Age-related clonal hematopoiesis is a major risk factor for myeloid malignancy and myeloid skewing is a hallmark of aging. However, while it is known that non-cell-autonomous components of the microenvironment can also influence this risk, there have been few studies of how the spatial architecture of human bone marrow (BM) changes with aging. Here, we show that BM adiposity increases with age, which correlates with increased density of maturing myeloid cells and CD34+ hematopoietic stem/progenitor cells (HSPCs) and an increased proportion of HSPCs adjacent to adipocytes. However, NGFR+ bone marrow stromal cell (NGFR+ BMSC) density and distance to HSPCs and vessels remained stable.
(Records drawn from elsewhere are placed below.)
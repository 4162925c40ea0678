// SPDX-FileCopyrightText: 2026 Bruno Meilick
// SPDX-License-Identifier: LicenseRef-Matchtally-FreeUse-NoCopy-NoDerivatives
//
// All rights reserved.
//
// This file is part of Matchtally and is proprietary software.
// Unauthorized copying, modification, or distribution is prohibited.

use std::borrow::Borrow;
use std::fmt;
use std::marker::PhantomData;
use std::str::FromStr;

use serde::{Deserialize, Deserializer, Serialize, Serializer};
use smol_str::SmolStr;

/// A catalog identifier (match type or character).
///
/// Ids travel through CSV cells where `,` separates columns and `;` separates characters, so
/// both are rejected along with empty and whitespace-padded values.
#[derive(Debug, Clone, PartialEq, Eq, Hash, PartialOrd, Ord)]
pub struct Id<T> {
    value: SmolStr,
    _marker: PhantomData<fn() -> T>,
}

impl<T> Id<T> {
    pub fn new(value: impl AsRef<str>) -> Result<Self, IdError> {
        let value = value.as_ref();
        validate_id(value)?;
        Ok(Self {
            value: SmolStr::new(value),
            _marker: PhantomData,
        })
    }

    pub fn as_str(&self) -> &str {
        &self.value
    }
}

impl<T> fmt::Display for Id<T> {
    fn fmt(&self, f: &mut fmt::Formatter<'_>) -> fmt::Result {
        f.write_str(&self.value)
    }
}

impl<T> AsRef<str> for Id<T> {
    fn as_ref(&self) -> &str {
        self.as_str()
    }
}

impl<T> Borrow<str> for Id<T> {
    fn borrow(&self) -> &str {
        self.as_str()
    }
}

impl<T> FromStr for Id<T> {
    type Err = IdError;

    fn from_str(s: &str) -> Result<Self, Self::Err> {
        Self::new(s)
    }
}

impl<T> Serialize for Id<T> {
    fn serialize<S: Serializer>(&self, serializer: S) -> Result<S::Ok, S::Error> {
        serializer.serialize_str(self.as_str())
    }
}

impl<'de, T> Deserialize<'de> for Id<T> {
    fn deserialize<D: Deserializer<'de>>(deserializer: D) -> Result<Self, D::Error> {
        let raw = SmolStr::deserialize(deserializer)?;
        Self::new(raw).map_err(serde::de::Error::custom)
    }
}

#[derive(Debug, Clone, PartialEq, Eq)]
pub enum IdError {
    Empty,
    ContainsSeparator(char),
    PaddedWithWhitespace,
}

impl fmt::Display for IdError {
    fn fmt(&self, f: &mut fmt::Formatter<'_>) -> fmt::Result {
        match self {
            Self::Empty => f.write_str("id must not be empty"),
            Self::ContainsSeparator(ch) => write!(f, "id must not contain {ch:?}"),
            Self::PaddedWithWhitespace => {
                f.write_str("id must not start or end with whitespace")
            }
        }
    }
}

impl std::error::Error for IdError {}

fn validate_id(value: &str) -> Result<(), IdError> {
    if value.is_empty() {
        return Err(IdError::Empty);
    }
    if let Some(ch) = value.chars().find(|ch| matches!(ch, ',' | ';' | '"')) {
        return Err(IdError::ContainsSeparator(ch));
    }
    if value.trim() != value {
        return Err(IdError::PaddedWithWhitespace);
    }
    Ok(())
}

#[derive(Debug, Clone, Copy, PartialEq, Eq, Hash, PartialOrd, Ord)]
pub enum MatchTypeIdTag {}
pub type MatchTypeId = Id<MatchTypeIdTag>;

#[derive(Debug, Clone, Copy, PartialEq, Eq, Hash, PartialOrd, Ord)]
pub enum CharacterIdTag {}
pub type CharacterId = Id<CharacterIdTag>;

/// Time-derived record identifier (epoch milliseconds at creation, bumped to stay unique).
#[derive(Debug, Clone, Copy, PartialEq, Eq, Hash, PartialOrd, Ord, Serialize, Deserialize)]
#[serde(transparent)]
pub struct RecordId(u64);

impl RecordId {
    pub const fn new(value: u64) -> Self {
        Self(value)
    }

    pub const fn get(self) -> u64 {
        self.0
    }
}

impl fmt::Display for RecordId {
    fn fmt(&self, f: &mut fmt::Formatter<'_>) -> fmt::Result {
        write!(f, "{}", self.0)
    }
}

/// Identifies a logging session by its start instant in epoch milliseconds.
#[derive(Debug, Clone, Copy, PartialEq, Eq, Hash, PartialOrd, Ord, Serialize, Deserialize)]
#[serde(transparent)]
pub struct SessionId(i64);

impl SessionId {
    pub const fn from_millis(millis: i64) -> Self {
        Self(millis)
    }

    pub const fn millis(self) -> i64 {
        self.0
    }
}

#[cfg(test)]
mod tests {
    use super::{CharacterId, IdError, MatchTypeId};

    #[test]
    fn id_rejects_empty() {
        assert_eq!(MatchTypeId::new(""), Err(IdError::Empty));
    }

    #[test]
    fn id_rejects_csv_separators() {
        assert_eq!(CharacterId::new("a;b"), Err(IdError::ContainsSeparator(';')));
        assert_eq!(CharacterId::new("a,b"), Err(IdError::ContainsSeparator(',')));
    }

    #[test]
    fn id_rejects_padding() {
        assert_eq!(CharacterId::new(" ana"), Err(IdError::PaddedWithWhitespace));
    }

    #[test]
    fn id_deserializes_through_validation() {
        let ok: CharacterId = serde_json::from_str("\"mercy\"").expect("id");
        assert_eq!(ok.as_str(), "mercy");
        serde_json::from_str::<CharacterId>("\"\"").unwrap_err();
    }
}
// SPDX-FileCopyrightText: 2026 Bruno Meilick
// SPDX-License-Identifier: LicenseRef-Matchtally-FreeUse-NoCopy-NoDerivatives
//
// All rights reserved.
//
// This file is part of Matchtally and is proprietary software.
// Unauthorized copying, modification, or distribution is prohibited.

//! Matchtally CLI entrypoint.
//!
//! By default this runs the interactive TUI against the data folder. `--import`, `--export-json`
//! and `--export-csv` run once against the same folder and exit.

use std::error::Error;
use std::path::{Path, PathBuf};

use chrono::Utc;
use tracing_appender::non_blocking::WorkerGuard;
use tracing_appender::rolling::{RollingFileAppender, Rotation};
use tracing_subscriber::{fmt, layer::SubscriberExt, util::SubscriberInitExt, EnvFilter};

use matchtally::model::Catalog;
use matchtally::ops::{self, ImportFormat, Startup};
use matchtally::store::{DataFolder, WriteDurability};

const DATA_DIR_ENV: &str = "MATCHTALLY_DATA_DIR";
const LOG_FILE: &str = "matchtally.log";
const DEFAULT_LOG_FILTER: &str = "matchtally=info,warn";

fn print_usage(program: &str) {
    eprintln!(
        "Usage:\n  {program} [--data-dir <dir>] [--durable-writes]\n  {program} [--data-dir <dir>] --import <file.json|file.csv>\n  {program} [--data-dir <dir>] --export-json <file>\n  {program} [--data-dir <dir>] --export-csv <file>\n\nWithout --data-dir, ${DATA_DIR_ENV} is used, then the platform data directory.\n\n--durable-writes opts into slower, best-effort durable persistence (fsync/sync where supported)."
    );
}

#[derive(Debug, Clone, PartialEq, Eq)]
enum Action {
    Tui,
    Import(PathBuf),
    ExportJson(PathBuf),
    ExportCsv(PathBuf),
}

#[derive(Debug, Clone, PartialEq, Eq)]
struct CliOptions {
    data_dir: Option<PathBuf>,
    durable_writes: bool,
    action: Action,
}

impl Default for CliOptions {
    fn default() -> Self {
        Self {
            data_dir: None,
            durable_writes: false,
            action: Action::Tui,
        }
    }
}

fn parse_options(mut args: impl Iterator<Item = String>) -> Result<CliOptions, ()> {
    let mut options = CliOptions::default();

    while let Some(arg) = args.next() {
        match arg.as_str() {
            "--data-dir" => {
                if options.data_dir.is_some() {
                    return Err(());
                }
                let dir = args.next().ok_or(())?;
                options.data_dir = Some(PathBuf::from(dir));
            }
            "--durable-writes" => {
                if options.durable_writes {
                    return Err(());
                }
                options.durable_writes = true;
            }
            "--import" | "--export-json" | "--export-csv" => {
                if options.action != Action::Tui {
                    return Err(());
                }
                let path = PathBuf::from(args.next().ok_or(())?);
                options.action = match arg.as_str() {
                    "--import" => Action::Import(path),
                    "--export-json" => Action::ExportJson(path),
                    _ => Action::ExportCsv(path),
                };
            }
            _ => return Err(()),
        }
    }

    Ok(options)
}

fn resolve_data_dir(flag: Option<PathBuf>) -> Result<PathBuf, Box<dyn Error>> {
    if let Some(dir) = flag {
        return Ok(dir);
    }
    if let Some(dir) = std::env::var_os(DATA_DIR_ENV).filter(|dir| !dir.is_empty()) {
        return Ok(PathBuf::from(dir));
    }
    dirs::data_dir()
        .map(|dir| dir.join("matchtally"))
        .ok_or_else(|| "cannot determine a data directory; pass --data-dir".into())
}

/// Logs to a file in the data folder; the terminal belongs to the TUI.
fn init_logging(dir: &Path) -> Result<WorkerGuard, Box<dyn Error>> {
    std::fs::create_dir_all(dir)?;
    let appender = RollingFileAppender::builder()
        .rotation(Rotation::NEVER)
        .filename_prefix(LOG_FILE)
        .build(dir)?;
    let (writer, guard) = tracing_appender::non_blocking(appender);

    tracing_subscriber::registry()
        .with(EnvFilter::try_from_default_env().unwrap_or_else(|_| DEFAULT_LOG_FILTER.into()))
        .with(fmt::layer().with_writer(writer).with_ansi(false))
        .try_init()?;
    Ok(guard)
}

fn run(options: CliOptions) -> Result<(), Box<dyn Error>> {
    let data_dir = resolve_data_dir(options.data_dir)?;
    let _log_guard = match init_logging(&data_dir) {
        Ok(guard) => Some(guard),
        Err(err) => {
            eprintln!("matchtally: logging disabled: {err}");
            None
        }
    };

    let folder = if options.durable_writes {
        DataFolder::new(&data_dir).with_durability(WriteDurability::Durable)
    } else {
        DataFolder::new(&data_dir)
    };
    let catalog = Catalog::builtin();
    let now = Utc::now();
    let loaded = folder.load_all(&catalog, now);
    let Startup {
        mut state,
        ended_session,
    } = ops::startup(catalog, loaded, now);
    tracing::info!(dir = %data_dir.display(), matches = state.log.len(), "loaded data folder");

    match options.action {
        Action::Tui => matchtally::tui::run(state, Some(folder), ended_session),
        Action::Import(path) => {
            let format = ImportFormat::from_path(&path).ok_or_else(|| {
                format!("{}: expected a .json or .csv file", path.display())
            })?;
            let text = std::fs::read_to_string(&path)?;
            let report = ops::import_text(&mut state, format, &text, Utc::now())?;
            folder.save_state(&state)?;
            println!("{report}");
            Ok(())
        }
        Action::ExportJson(path) => {
            let json = ops::export_json(&state, Utc::now())?;
            std::fs::write(&path, json)?;
            println!("Exported {} matches to {}", state.log.len(), path.display());
            Ok(())
        }
        Action::ExportCsv(path) => {
            let csv = ops::export_csv_text(&state)?;
            std::fs::write(&path, csv)?;
            println!("Exported {} matches to {}", state.log.len(), path.display());
            Ok(())
        }
    }
}

fn main() {
    let mut args = std::env::args();
    let program = args.next().unwrap_or_else(|| "matchtally".to_owned());

    let options = match parse_options(args) {
        Ok(options) => options,
        Err(()) => {
            print_usage(&program);
            std::process::exit(2);
        }
    };

    if let Err(err) = run(options) {
        eprintln!("matchtally: {err}");
        std::process::exit(1);
    }
}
Interestingly, we found that, upon aging, maturing myeloid cell density increases in hematopoietic areas surrounding adipocytes. We propose that increased adjacency to adipocytes in the BM microenvironment may influence myeloid skewing of aging HSPCs, contributing to age-related risk of myeloid malignancies.

与年龄有关的克隆性造血是髓系恶性肿瘤的主要危险因素，而髓系偏斜是衰老的标志。然而，虽然已知微环境的非细胞自主成分也可以影响这种风险，但很少有人研究人类骨髓（BM）的空间结构如何随着衰老而变化。在这里，我们显示BM肥胖随着年龄的增长而增加，这与成熟的髓样细胞和CD34 +造血干/祖细胞（HSPC）的密度增加以及与脂肪细胞相邻的HSPC的比例增加有关。但是，NGFR +骨髓基质细胞（NGFR + BMSC）的密度以及与HSPC和血管的距离保持稳定。有趣的是，我们发现，随着年龄的增长，成熟的骨髓细胞密度会在脂肪细胞周围的造血区域增加。